Ce catalogue montre à quel point la précision des informations relatives aux œuvres, et donc à leur provenance, peut être variable au sein d’une même vente, étant relative à l’état de connaissance des biens par la maison de vente et aux critères prioritaires de recherche des collectionneurs. En remontant l’historique des catalogues de vente, cette tendance s’accentue : les objets sont traités majoritairement par typologies et par matériaux ; les aires géographiques et chronologiques sont confondues, les dates et les provenances se font rares, laissant toutefois surgir parfois un nom, la mention d’une précédente vente ou de fouilles archéologiques auxquels se rattacher. Les lots ne sont généralement pas détaillés et les descriptions sont succinctes.

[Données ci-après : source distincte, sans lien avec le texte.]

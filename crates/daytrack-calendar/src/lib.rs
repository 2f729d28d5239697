//! Calendar integration for daytrack.
//!
//! Provides the vendor calendar API client, the sign-in session, and the
//! rolling 3-week schedule view helpers.

pub mod client;
pub mod error;
pub mod schedule;
pub mod sync;
pub mod types;

pub use client::CalendarClient;
pub use error::CalendarError;
pub use schedule::{
    bucket_events, classify, is_call, is_meeting, week_start, DayCell, EventKind, RollingWindow,
    Week, WeekSlot,
};
pub use sync::CalendarSession;
pub use types::{Attendee, Event, UserProfile};
//! Upstream Node Client for lodepool
//!
//! The pool consumes the Lodestone full node through a narrow
//! interface: a stream of block templates, block submission, account
//! balance and transaction calls for payouts, and status lookups for
//! reconciliation. `NodeClient` is that interface; `TcpNodeClient` is
//! the production implementation speaking the node's line-delimited
//! JSON protocol.

use async_trait::async_trait;
use thiserror::Error;
use tokio::sync::mpsc;

use lodepool_consensus::ConsensusParameters;
use lodepool_core::BlockTemplate;

pub mod client;
pub mod types;

pub use client::TcpNodeClient;
pub use types::{
    AccountBalance, BlockInfo, SendTransactionRequest, SendTransactionResponse,
    SubmitBlockResult, TransactionOutput, TransactionStatusInfo, NATIVE_ASSET_ID,
};

/// Node client errors
#[derive(Debug, Error)]
pub enum RpcError {
    /// I/O error
    #[error("I/O error: {0}")]
    Io(#[from] std::io::Error),

    /// JSON serialization/deserialization error
    #[error("JSON error: {0}")]
    Json(#[from] serde_json::Error),

    /// The node returned an error response
    #[error("Node error: {0}")]
    Node(String),

    /// The connection closed before a response arrived
    #[error("Node connection closed")]
    Disconnected,

    /// The node sent a message the client cannot interpret
    #[error("Invalid response: {0}")]
    InvalidResponse(String),
}

/// A live stream of block templates from the upstream node.
///
/// `next` returns `None` when the node connection closes; the caller
/// reconnects and requests a fresh stream.
pub struct BlockTemplateStream {
    rx: mpsc::Receiver<BlockTemplate>,
}

impl BlockTemplateStream {
    pub fn new(rx: mpsc::Receiver<BlockTemplate>) -> Self {
        BlockTemplateStream { rx }
    }

    /// A finite stream over pre-built templates
    pub fn from_templates(templates: Vec<BlockTemplate>) -> Self {
        let (tx, rx) = mpsc::channel(templates.len().max(1));
        for template in templates {
            // Capacity covers every template, so try_send cannot fail.
            let _ = tx.try_send(template);
        }
        BlockTemplateStream { rx }
    }

    /// Next template, or `None` once the node disconnects
    pub async fn next(&mut self) -> Option<BlockTemplate> {
        self.rx.recv().await
    }
}

/// The narrow interface the pool consumes the upstream node through
#[async_trait]
pub trait NodeClient: Send + Sync {
    /// Open a stream of block templates for the chain head
    async fn block_template_stream(&self) -> Result<BlockTemplateStream, RpcError>;

    /// Submit a fully mined template to the network
    async fn submit_block(&self, template: &BlockTemplate) -> Result<SubmitBlockResult, RpcError>;

    /// Balance of the pool's payout account
    async fn get_account_balance(&self, account: Option<&str>) -> Result<AccountBalance, RpcError>;

    /// Send a payout transaction
    async fn send_transaction(
        &self,
        request: &SendTransactionRequest,
    ) -> Result<SendTransactionResponse, RpcError>;

    /// Chain parameters for difficulty recomputation
    async fn get_consensus_parameters(&self) -> Result<ConsensusParameters, RpcError>;

    /// Main/confirmed status of a block by hash
    async fn get_block_info(&self, hash: &str) -> Result<BlockInfo, RpcError>;

    /// Confirmed/expired status of a transaction by hash
    async fn get_transaction_status(&self, hash: &str)
        -> Result<TransactionStatusInfo, RpcError>;

    /// Probe whether the node is reachable
    async fn try_connect(&self) -> bool;
}
//! Message Framing
//!
//! The stratum wire format is one UTF-8 JSON envelope per
//! `'\n'`-terminated line. `MessageBuffer` accumulates raw socket
//! reads and yields every complete line, retaining any trailing
//! partial segment for the next read. It does no parsing and no
//! copying beyond what framing requires.

use bytes::{Buf, BytesMut};

use crate::StratumError;

/// Frame delimiter
const DELIMITER: u8 = b'\n';

/// Append-only read buffer that splits a byte stream into messages
#[derive(Debug, Default)]
pub struct MessageBuffer {
    buffer: BytesMut,
}

impl MessageBuffer {
    pub fn new() -> Self {
        MessageBuffer {
            buffer: BytesMut::new(),
        }
    }

    /// Append raw bytes read from the socket
    pub fn write(&mut self, bytes: &[u8]) {
        self.buffer.extend_from_slice(bytes);
    }

    /// Drain every complete message up to the last delimiter observed.
    ///
    /// A trailing partial segment stays buffered. A `'\r'` immediately
    /// before the delimiter is stripped. Empty segments are yielded as
    /// empty strings so the caller can reject them like any other
    /// malformed frame.
    pub fn read_messages(&mut self) -> Result<Vec<String>, StratumError> {
        let last_delimiter = match self.buffer.iter().rposition(|b| *b == DELIMITER) {
            Some(position) => position,
            None => return Ok(Vec::new()),
        };

        let complete = self.buffer.split_to(last_delimiter + 1);
        let mut messages = Vec::new();

        let mut segment_start = 0;
        for (i, byte) in complete.iter().enumerate() {
            if *byte != DELIMITER {
                continue;
            }

            let mut segment = &complete[segment_start..i];
            if segment.last() == Some(&b'\r') {
                segment = &segment[..segment.len() - 1];
            }

            let text =
                std::str::from_utf8(segment).map_err(|_| StratumError::NonUtf8Frame)?;
            messages.push(text.to_string());
            segment_start = i + 1;
        }

        Ok(messages)
    }

    /// Discard everything, including any partial segment
    pub fn clear(&mut self) {
        self.buffer.clear();
    }

    /// Bytes currently buffered
    pub fn len(&self) -> usize {
        self.buffer.remaining()
    }

    pub fn is_empty(&self) -> bool {
        self.buffer.is_empty()
    }
}

#[cfg(test)]
mod tests {
    use super::*;

    #[test]
    fn test_complete_messages_are_drained() {
        let mut buffer = MessageBuffer::new();
        buffer.write(b"hello\nworld\n");
        assert_eq!(buffer.read_messages().unwrap(), vec!["hello", "world"]);
        assert!(buffer.is_empty());
    }

    #[test]
    fn test_partial_segment_is_retained() {
        let mut buffer = MessageBuffer::new();
        buffer.write(b"first\nsecond");
        assert_eq!(buffer.read_messages().unwrap(), vec!["first"]);
        assert_eq!(buffer.len(), "second".len());

        buffer.write(b" half\n");
        assert_eq!(buffer.read_messages().unwrap(), vec!["second half"]);
    }

    #[test]
    fn test_no_delimiter_yields_nothing() {
        let mut buffer = MessageBuffer::new();
        buffer.write(b"no newline yet");
        assert!(buffer.read_messages().unwrap().is_empty());
        assert_eq!(buffer.len(), 14);
    }

    #[test]
    fn test_messages_split_across_writes() {
        let mut buffer = MessageBuffer::new();
        buffer.write(b"{\"id\":");
        buffer.write(b"1}\n{\"id\":2}\n");
        assert_eq!(
            buffer.read_messages().unwrap(),
            vec!["{\"id\":1}", "{\"id\":2}"]
        );
    }

    #[test]
    fn test_carriage_return_is_stripped() {
        let mut buffer = MessageBuffer::new();
        buffer.write(b"line\r\n");
        assert_eq!(buffer.read_messages().unwrap(), vec!["line"]);
    }

    #[test]
    fn test_empty_segments_are_yielded() {
        let mut buffer = MessageBuffer::new();
        buffer.write(b"a\n\nb\n");
        assert_eq!(buffer.read_messages().unwrap(), vec!["a", "", "b"]);
    }

    #[test]
    fn test_invalid_utf8_is_rejected() {
        let mut buffer = MessageBuffer::new();
        buffer.write(&[0xff, 0xfe, DELIMITER]);
        assert!(matches!(
            buffer.read_messages(),
            Err(StratumError::NonUtf8Frame)
        ));
    }

    #[test]
    fn test_clear_discards_partial_segment() {
        let mut buffer = MessageBuffer::new();
        buffer.write(b"partial");
        buffer.clear();
        buffer.write(b"fresh\n");
        assert_eq!(buffer.read_messages().unwrap(), vec!["fresh"]);
    }
}
//! Peer Policy
//!
//! Tracks per-IP connection counts and a decaying misbehavior score,
//! and issues bans once the score crosses the threshold. Bans carry an
//! expiry; while a ban is live no connection from that address is
//! accepted. When banning is disabled by configuration, offending
//! clients are shadow-banned by client id instead: they stay connected
//! but are excluded from broadcasts and share credit.

use std::collections::{HashMap, HashSet};
use std::net::IpAddr;
use std::sync::Mutex;
use std::time::Duration;

use log::{debug, info};

/// Score at which a ban is issued
pub const BAN_SCORE_THRESHOLD: u32 = 10;

/// Every score is decremented by one at this interval
pub const SCORE_DRAIN_INTERVAL: Duration = Duration::from_secs(10);

/// Default ban length: fifteen minutes
pub const BAN_TTL_MS: i64 = 15 * 60 * 1000;

/// A live ban against a remote address
#[derive(Debug, Clone, PartialEq, Eq)]
pub struct BanEntry {
    /// Epoch milliseconds the ban lifts at
    pub until_ms: i64,

    /// Machine-readable reason
    pub reason: Option<String>,

    /// Human-readable explanation
    pub message: Option<String>,

    /// Protocol version the client should upgrade to
    pub version_expected: Option<u32>,
}

/// What the server must do after a policy decision
#[derive(Debug, Clone, PartialEq, Eq)]
pub enum PolicyAction {
    /// Nothing; the offense was only scored
    None,

    /// Send `mining.disconnect` with this entry, then close the socket
    Ban(BanEntry),

    /// Keep the socket open but shadow-ban the client id
    ShadowBan,
}

#[derive(Debug, Default)]
struct PeerRecord {
    connections: u32,
    score: u32,
    ban: Option<BanEntry>,
}

impl PeerRecord {
    fn is_idle(&self) -> bool {
        self.connections == 0 && self.score == 0 && self.ban.is_none()
    }
}

/// Per-IP connection and ban state
pub struct PeerPolicy {
    records: Mutex<HashMap<IpAddr, PeerRecord>>,
    shadow_banned: Mutex<HashSet<u64>>,
    max_connections_per_ip: u32,
    banning: bool,
}

impl PeerPolicy {
    pub fn new(max_connections_per_ip: u32, banning: bool) -> Self {
        PeerPolicy {
            records: Mutex::new(HashMap::new()),
            shadow_banned: Mutex::new(HashSet::new()),
            max_connections_per_ip,
            banning,
        }
    }

    /// Whether a new connection from `ip` may be accepted
    pub fn is_allowed(&self, ip: IpAddr, now_ms: i64) -> bool {
        let records = self.records.lock().unwrap();
        let record = match records.get(&ip) {
            Some(record) => record,
            None => return true,
        };

        if let Some(ban) = &record.ban {
            if now_ms < ban.until_ms {
                return false;
            }
        }

        self.max_connections_per_ip == 0 || record.connections < self.max_connections_per_ip
    }

    /// Record an accepted connection
    pub fn connection_opened(&self, ip: IpAddr) {
        let mut records = self.records.lock().unwrap();
        records.entry(ip).or_default().connections += 1;
    }

    /// Record a closed connection
    pub fn connection_closed(&self, ip: IpAddr) {
        let mut records = self.records.lock().unwrap();
        if let Some(record) = records.get_mut(&ip) {
            record.connections = record.connections.saturating_sub(1);
            if record.is_idle() {
                records.remove(&ip);
            }
        }
    }

    /// Add `amount` to the address's misbehavior score. Crossing the
    /// threshold clears the score and issues a ban.
    pub fn punish(&self, ip: IpAddr, amount: u32, now_ms: i64) -> PolicyAction {
        let crossed = {
            let mut records = self.records.lock().unwrap();
            let record = records.entry(ip).or_default();
            record.score += amount;
            debug!("Punished {}: score now {}", ip, record.score);

            if record.score >= BAN_SCORE_THRESHOLD {
                record.score = 0;
                true
            } else {
                false
            }
        };

        if crossed {
            self.ban(ip, Some("SCORE".to_string()), None, None, None, now_ms)
        } else {
            PolicyAction::None
        }
    }

    /// Ban an address. The effective expiry is the later of any
    /// existing ban and the requested one (default TTL when absent).
    /// With banning disabled this records nothing and asks the server
    /// to shadow-ban instead.
    pub fn ban(
        &self,
        ip: IpAddr,
        reason: Option<String>,
        message: Option<String>,
        until_ms: Option<i64>,
        version_expected: Option<u32>,
        now_ms: i64,
    ) -> PolicyAction {
        if !self.banning {
            debug!("Banning disabled; {} will be shadow-banned", ip);
            return PolicyAction::ShadowBan;
        }

        let mut records = self.records.lock().unwrap();
        let record = records.entry(ip).or_default();

        let mut until = until_ms.unwrap_or(now_ms + BAN_TTL_MS);
        if let Some(existing) = &record.ban {
            until = until.max(existing.until_ms);
        }

        let entry = BanEntry {
            until_ms: until,
            reason,
            message,
            version_expected,
        };
        record.ban = Some(entry.clone());

        info!(
            "Banned {} until {} ({})",
            ip,
            lodepool_util::format_timestamp_ms(until),
            entry.reason.as_deref().unwrap_or("unspecified")
        );
        PolicyAction::Ban(entry)
    }

    /// Exclude a client id from broadcasts and share credit without
    /// closing its socket
    pub fn shadow_ban(&self, client_id: u64) {
        info!("Shadow-banned client {}", client_id);
        self.shadow_banned.lock().unwrap().insert(client_id);
    }

    pub fn is_shadow_banned(&self, client_id: u64) -> bool {
        self.shadow_banned.lock().unwrap().contains(&client_id)
    }

    /// Forget a client id once its session is gone
    pub fn forget_client(&self, client_id: u64) {
        self.shadow_banned.lock().unwrap().remove(&client_id);
    }

    /// Decrement every score by one and drop expired bans. Invoked by
    /// the server's drain timer.
    pub fn drain_scores(&self, now_ms: i64) {
        let mut records = self.records.lock().unwrap();
        for record in records.values_mut() {
            record.score = record.score.saturating_sub(1);
            if let Some(ban) = &record.ban {
                if now_ms >= ban.until_ms {
                    record.ban = None;
                }
            }
        }
        records.retain(|_, record| !record.is_idle());
    }
}

#[cfg(test)]
mod tests {
    use super::*;

    fn ip() -> IpAddr {
        "10.1.2.3".parse().unwrap()
    }

    #[test]
    fn test_score_nine_does_not_ban() {
        let policy = PeerPolicy::new(0, true);
        assert_eq!(policy.punish(ip(), 9, 0), PolicyAction::None);
        assert!(policy.is_allowed(ip(), 0));
    }

    #[test]
    fn test_score_ten_bans() {
        let policy = PeerPolicy::new(0, true);
        policy.punish(ip(), 9, 0);
        let action = policy.punish(ip(), 1, 0);
        assert!(matches!(action, PolicyAction::Ban(_)));
        assert!(!policy.is_allowed(ip(), 0));
    }

    #[test]
    fn test_ban_expires() {
        let policy = PeerPolicy::new(0, true);
        policy.ban(ip(), None, None, Some(1_000), None, 0);
        assert!(!policy.is_allowed(ip(), 999));
        assert!(policy.is_allowed(ip(), 1_000));
    }

    #[test]
    fn test_ban_extends_not_shortens() {
        let policy = PeerPolicy::new(0, true);
        policy.ban(ip(), None, None, Some(5_000), None, 0);
        let action = policy.ban(ip(), None, None, Some(2_000), None, 0);
        match action {
            PolicyAction::Ban(entry) => assert_eq!(entry.until_ms, 5_000),
            other => panic!("unexpected action: {:?}", other),
        }
    }

    #[test]
    fn test_default_ttl_applied() {
        let policy = PeerPolicy::new(0, true);
        match policy.ban(ip(), None, None, None, None, 1_000) {
            PolicyAction::Ban(entry) => assert_eq!(entry.until_ms, 1_000 + BAN_TTL_MS),
            other => panic!("unexpected action: {:?}", other),
        }
    }

    #[test]
    fn test_banning_disabled_asks_for_shadow_ban() {
        let policy = PeerPolicy::new(0, false);
        assert_eq!(
            policy.ban(ip(), None, None, None, None, 0),
            PolicyAction::ShadowBan
        );
        // No ban entry was recorded.
        assert!(policy.is_allowed(ip(), 0));
    }

    #[test]
    fn test_connection_cap() {
        let policy = PeerPolicy::new(2, true);
        assert!(policy.is_allowed(ip(), 0));
        policy.connection_opened(ip());
        policy.connection_opened(ip());
        assert!(!policy.is_allowed(ip(), 0));
        policy.connection_closed(ip());
        assert!(policy.is_allowed(ip(), 0));
    }

    #[test]
    fn test_zero_cap_disables_limit() {
        let policy = PeerPolicy::new(0, true);
        for _ in 0..100 {
            policy.connection_opened(ip());
        }
        assert!(policy.is_allowed(ip(), 0));
    }

    #[test]
    fn test_drain_decrements_scores() {
        let policy = PeerPolicy::new(0, true);
        policy.punish(ip(), 9, 0);
        for _ in 0..9 {
            policy.drain_scores(0);
        }
        // The score fully drained, so nine more points still do not ban.
        assert_eq!(policy.punish(ip(), 9, 0), PolicyAction::None);
    }

    #[test]
    fn test_drain_drops_expired_bans() {
        let policy = PeerPolicy::new(0, true);
        policy.ban(ip(), None, None, Some(500), None, 0);
        policy.drain_scores(1_000);
        assert!(policy.is_allowed(ip(), 1_000));
    }

    #[test]
    fn test_shadow_ban_round_trip() {
        let policy = PeerPolicy::new(0, true);
        assert!(!policy.is_shadow_banned(7));
        policy.shadow_ban(7);
        assert!(policy.is_shadow_banned(7));
        policy.forget_client(7);
        assert!(!policy.is_shadow_banned(7));
    }
}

La terminologie de ces dernières, souvent générique (buste de femme, tête…), s’avère aussi fluctuante. L’emploi marketing du terme d’Archéologie semble assez récent et propre à la fin du XXème siècle. On lui substitue, auparavant, les termes d’antiques, d’objets antiques, d’antiquités archéologiques ou encore d’antiquities dans les catalogues anglophones, dignes héritages de l’antiquarisme, discipline antérieure à l’archéologie basée sur la constitution et l’étude de collections.
Le catalogue d’une vente tenue à Paris le premier décembre 1773 parle de « curiosités » civilisationnelles (égyptienne, étrusque, chinoise) et associe le terme d’antiquité à l’art gréco-romain, dans la rubrique « bronze et autres antiquités ».
Les appellations données aux biens sont également hétérogènes. Un professionnel témoigne à cet égard : « Au sujet des titres obsolètes et fantaisistes, j’ai notamment en tête, dans le catalogue d’une vente parisienne des années 1880, une statue identifiée comme Perséphone tenant un marteau, alors que c’est une serpe, et qu’il ne s’agit pas de Perséphone mais du dieu Sylvain en tunique courte ». De telles confusions, qui sont généralement mentionnées sans autres informations, mettent un peu plus encore en péril la traçabilité du bien archéologique. Plus embêtant encore, ces indications peuvent contribuer au blanchiment de l’œuvre, en motivant son intégration au marché légal. Les références superficielles à de précédentes collections dont le fondement historique n’est pas vraiment vérifiable, voire suspect, sont autant de mécanismes favorables au blanchiment de biens archéologiques illicites. L’association de la collection Khashaba au pédigrée des oeuvres acquises par les frères Simonian avant d’être recelées sur le marché de l’art s’est ainsi récemment illustrée, au cours du scandale portant sur l’acquisition par le Louvre Abu Dhabi d’œuvres égyptiennes illicitement exportées, parmi les indications controversées. La réitération de ces légendes lors de la réapparition des biens sur le marché achève le processus de blanchiment en lavant les mémoires et en fondant un historique de provenance de l’œuvre. De la même manière, l’ancienneté des antiquités sur le marché n’asseoit en rien leur authenticité, qui doit être interrogée.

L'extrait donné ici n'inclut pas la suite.